## Problem statement
Everything in the data that follows has to be repeated verbatim.
————————
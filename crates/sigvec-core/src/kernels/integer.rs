//! Kernels on byte and integer sequences, and conversions into them

use super::Kernels;
use crate::error::{check_len, Result};
use crate::primitives::KernelPrimitives;

impl<P: KernelPrimitives> Kernels<P> {
    /// Σ x, wrapping on overflow
    pub fn sum_i32(&self, x: &[i32]) -> i32 {
        self.primitives.sum_i32(x)
    }

    /// z = x + y, wrapping
    pub fn add_u8(&self, x: &[u8], y: &[u8], z: &mut [u8]) -> Result<()> {
        check_len(x.len(), y.len(), "add_u8 second operand")?;
        check_len(x.len(), z.len(), "add_u8 output")?;
        self.primitives.add_u8(x, y, z);
        Ok(())
    }

    /// Quantize soft values to bytes: `clamp(trunc(offset + gain·x), 0, clip)`
    ///
    /// The floor is always zero. A `clip` above 255 is not saturated and wraps
    /// when narrowed to a byte.
    pub fn quantize_u8(
        &self,
        x: &[f32],
        gain: f32,
        offset: f32,
        clip: f32,
        out: &mut [u8],
    ) -> Result<()> {
        check_len(x.len(), out.len(), "quantize_u8 output")?;
        self.primitives.quantize_u8(x, gain, offset, clip, out);
        Ok(())
    }

    /// out = trunc(x · scale) as i16, without rounding
    pub fn convert_f32_i16(&self, x: &[f32], scale: f32, out: &mut [i16]) -> Result<()> {
        check_len(x.len(), out.len(), "convert_f32_i16 output")?;
        self.primitives.convert_f32_i16(x, scale, out);
        Ok(())
    }
}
————————
## Solution to the exercise
filename crates/sigvec-core/src/kernels/integer.rs
//! Kernels on byte and integer sequences, and conversions into them

use super::Kernels;
use crate::error::{check_len, Result};
use crate::primitives::KernelPrimitives;

impl<P: KernelPrimitives> Kernels<P> {
    /// Σ x, wrapping on overflow
    pub fn sum_i32(&self, x: &[i32]) -> i32 {
        self.primitives.sum_i32(x)
    }

    /// z = x + y, wrapping
    pub fn add_u8(&self, x: &[u8], y: &[u8], z: &mut [u8]) -> Result<()> {
        check_len(x.len(), y.len(), "add_u8 second operand")?;
        check_len(x.len(), z.len(), "add_u8 output")?;
        self.primitives.add_u8(x, y, z);
        Ok(())
    }

    /// Quantize soft values to bytes: `clamp(trunc(offset + gain·x), 0, clip)`
    ///
    /// The floor is always zero. A `clip` above 255 is not saturated and wraps
    /// when narrowed to a byte.
    pub fn quantize_u8(
        &self,
        x: &[f32],
        gain: f32,
        offset: f32,
        clip: f32,
        out: &mut [u8],
    ) -> Result<()> {
        check_len(x.len(), out.len(), "quantize_u8 output")?;
        self.primitives.quantize_u8(x, gain, offset, clip, out);
        Ok(())
    }

    /// out = trunc(x · scale) as i16, without rounding
    pub fn convert_f32_i16(&self, x: &[f32], scale: f32, out: &mut [i16]) -> Result<()> {
        check_len(x.len(), out.len(), "convert_f32_i16 output")?;
        self.primitives.convert_f32_i16(x, scale, out);
        Ok(())
    }
}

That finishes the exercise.